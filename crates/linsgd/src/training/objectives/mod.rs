//! Objective (loss) functions for SGD training.
//!
//! An objective decides three things for the trainer:
//!
//! - how a margin becomes a prediction ([`ObjectiveFn::output_transform`]),
//! - how far to step for one sample ([`ObjectiveFn::gradient`]),
//! - which metric summarizes an epoch ([`ObjectiveFn::epoch_metric`]).
//!
//! # Available Objectives
//!
//! - [`SquaredLoss`]: Squared error for regression
//! - [`LogisticLoss`]: Sigmoid output for binary classification

mod classification;
mod regression;

pub use classification::LogisticLoss;
pub use regression::SquaredLoss;

use super::metrics::Metric;
use crate::model::{OutputTransform, TaskKind};

// =============================================================================
// Objective Trait
// =============================================================================

/// Update strategy for one SGD step.
///
/// For a sample with prediction `p` and label `y`, the trainer computes
/// `g = learning_rate * gradient(p, y)`, subtracts `g` from the bias and
/// subtracts `g * x_i` from every weight the sample touches.
pub trait ObjectiveFn {
    /// High-level task kind implied by this objective.
    fn task_kind(&self) -> TaskKind;

    /// Margin → prediction mapping used in training and stored in the model.
    fn output_transform(&self) -> OutputTransform;

    /// Per-sample gradient scale with respect to the margin.
    fn gradient(&self, prediction: f64, label: f64) -> f64;

    /// Metric reported after each epoch.
    fn epoch_metric(&self) -> Metric;

    /// Name of the objective (for logging).
    fn name(&self) -> &'static str;
}

// =============================================================================
// Objective Enum
// =============================================================================

/// Objective function enum for configuration-driven training.
#[derive(Debug, Clone, Copy, PartialEq)]
pub enum Objective {
    /// Squared error loss for regression.
    SquaredLoss(SquaredLoss),
    /// Logistic loss for binary classification.
    LogisticLoss(LogisticLoss),
}

impl Objective {
    pub fn squared() -> Self {
        Self::SquaredLoss(SquaredLoss)
    }

    pub fn logistic() -> Self {
        Self::LogisticLoss(LogisticLoss)
    }

    /// Default objective for a task.
    pub fn for_task(task: TaskKind) -> Self {
        match task {
            TaskKind::Regression => Self::squared(),
            TaskKind::BinaryClassification => Self::logistic(),
        }
    }
}

impl Default for Objective {
    fn default() -> Self {
        Self::squared()
    }
}

impl ObjectiveFn for Objective {
    fn task_kind(&self) -> TaskKind {
        match self {
            Self::SquaredLoss(o) => o.task_kind(),
            Self::LogisticLoss(o) => o.task_kind(),
        }
    }

    fn output_transform(&self) -> OutputTransform {
        match self {
            Self::SquaredLoss(o) => o.output_transform(),
            Self::LogisticLoss(o) => o.output_transform(),
        }
    }

    #[inline]
    fn gradient(&self, prediction: f64, label: f64) -> f64 {
        match self {
            Self::SquaredLoss(o) => o.gradient(prediction, label),
            Self::LogisticLoss(o) => o.gradient(prediction, label),
        }
    }

    fn epoch_metric(&self) -> Metric {
        match self {
            Self::SquaredLoss(o) => o.epoch_metric(),
            Self::LogisticLoss(o) => o.epoch_metric(),
        }
    }

    fn name(&self) -> &'static str {
        match self {
            Self::SquaredLoss(o) => o.name(),
            Self::LogisticLoss(o) => o.name(),
        }
    }
}

#[cfg(test)]
mod tests {
    use super::*;

    #[test]
    fn for_task_picks_matching_objective() {
        let reg = Objective::for_task(TaskKind::Regression);
        assert_eq!(reg, Objective::squared());
        assert_eq!(reg.output_transform(), OutputTransform::Identity);

        let clf = Objective::for_task(TaskKind::BinaryClassification);
        assert_eq!(clf.task_kind(), TaskKind::BinaryClassification);
        assert_eq!(clf.output_transform(), OutputTransform::Sigmoid);
        assert_eq!(clf.name(), "logistic");
    }

    #[test]
    fn default_is_squared() {
        assert_eq!(Objective::default().name(), "squared");
    }
}
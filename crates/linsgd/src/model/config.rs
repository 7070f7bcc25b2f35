//! Training configuration with builder pattern.
//!
//! [`TrainConfig`] collects everything needed to train an [`SgdModel`]: the
//! task, SGD hyperparameters and, for text models, the featurization
//! settings. It uses the `bon` crate for the builder and validates at
//! `build()`.
//!
//! # Example
//!
//! ```
//! use linsgd::model::{TaskKind, TrainConfig};
//! use linsgd::hashing::TableSize;
//!
//! // All defaults: regression, lr 0.001, 100 epochs
//! let config = TrainConfig::builder().build().unwrap();
//! assert_eq!(config.n_epochs, 100);
//!
//! // Bigram sentiment classifier on a 2^18 table
//! let config = TrainConfig::builder()
//!     .task(TaskKind::BinaryClassification)
//!     .learning_rate(0.1)
//!     .n_epochs(1000)
//!     .ngram_order(2)
//!     .table_size(TableSize::from_bits(18).unwrap())
//!     .build()
//!     .unwrap();
//! ```
//!
//! [`SgdModel`]: super::SgdModel

use bon::Builder;

use super::meta::TaskKind;
use crate::hashing::{TableSize, TextFeaturizer};
use crate::training::{SgdParams, Verbosity};

// =============================================================================
// ConfigError
// =============================================================================

/// Errors that can occur during configuration validation.
#[derive(Debug, Clone, PartialEq)]
pub enum ConfigError {
    /// Learning rate must be finite and positive.
    InvalidLearningRate(f64),
    /// Number of epochs must be at least 1.
    InvalidNEpochs,
}

impl std::fmt::Display for ConfigError {
    fn fmt(&self, f: &mut std::fmt::Formatter<'_>) -> std::fmt::Result {
        match self {
            Self::InvalidLearningRate(v) => {
                write!(f, "learning_rate must be finite and positive, got {}", v)
            }
            Self::InvalidNEpochs => write!(f, "n_epochs must be at least 1"),
        }
    }
}

impl std::error::Error for ConfigError {}

// =============================================================================
// TrainConfig
// =============================================================================

/// High-level configuration for SGD training.
#[derive(Debug, Clone, Builder)]
#[builder(
    derive(Clone, Debug),
    finish_fn(vis = "", name = __build_internal)
)]
pub struct TrainConfig {
    /// Learning task. Selects the loss and output transform. Default: regression.
    #[builder(default)]
    pub task: TaskKind,

    /// Step size. Default: 0.001.
    #[builder(default = 0.001)]
    pub learning_rate: f64,

    /// Number of full passes over the data. Default: 100.
    #[builder(default = 100)]
    pub n_epochs: u32,

    // === Text featurization (ignored for dense data) ===
    /// Word n-gram order. `0` and `1` both mean unigrams. Default: 0.
    #[builder(default = 0)]
    pub ngram_order: usize,

    /// Hashed weight table size. Default: `2^21`.
    #[builder(default)]
    pub table_size: TableSize,

    /// Fold accented characters before hashing. Default: false.
    #[builder(default = false)]
    pub strip_diacritics: bool,

    // === Logging ===
    /// Verbosity level. Default: `Info`.
    #[builder(default = Verbosity::Info)]
    pub verbosity: Verbosity,
}

/// Custom finishing function that validates the config.
impl<S: train_config_builder::IsComplete> TrainConfigBuilder<S> {
    /// Build and validate the configuration.
    ///
    /// # Errors
    ///
    /// Returns [`ConfigError`] if `learning_rate` is not finite and positive,
    /// or if `n_epochs == 0`.
    pub fn build(self) -> Result<TrainConfig, ConfigError> {
        let config = self.__build_internal();
        config.validate()?;
        Ok(config)
    }
}

impl TrainConfig {
    fn validate(&self) -> Result<(), ConfigError> {
        if !(self.learning_rate.is_finite() && self.learning_rate > 0.0) {
            return Err(ConfigError::InvalidLearningRate(self.learning_rate));
        }
        if self.n_epochs == 0 {
            return Err(ConfigError::InvalidNEpochs);
        }
        Ok(())
    }

    /// Featurizer for text training data.
    pub fn featurizer(&self) -> TextFeaturizer {
        TextFeaturizer::new(self.table_size, self.ngram_order, self.strip_diacritics)
    }

    /// Low-level trainer parameters.
    pub fn sgd_params(&self) -> SgdParams {
        SgdParams {
            learning_rate: self.learning_rate,
            n_epochs: self.n_epochs,
            verbosity: self.verbosity,
        }
    }
}

impl Default for TrainConfig {
    fn default() -> Self {
        Self::builder().build().expect("default config is valid")
    }
}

> HOW TO COMPLETE THIS TASK: In the listing above, how many lines hold the word "with"? Please state the number alone.

> OUTPUT FOR THIS TASK: 3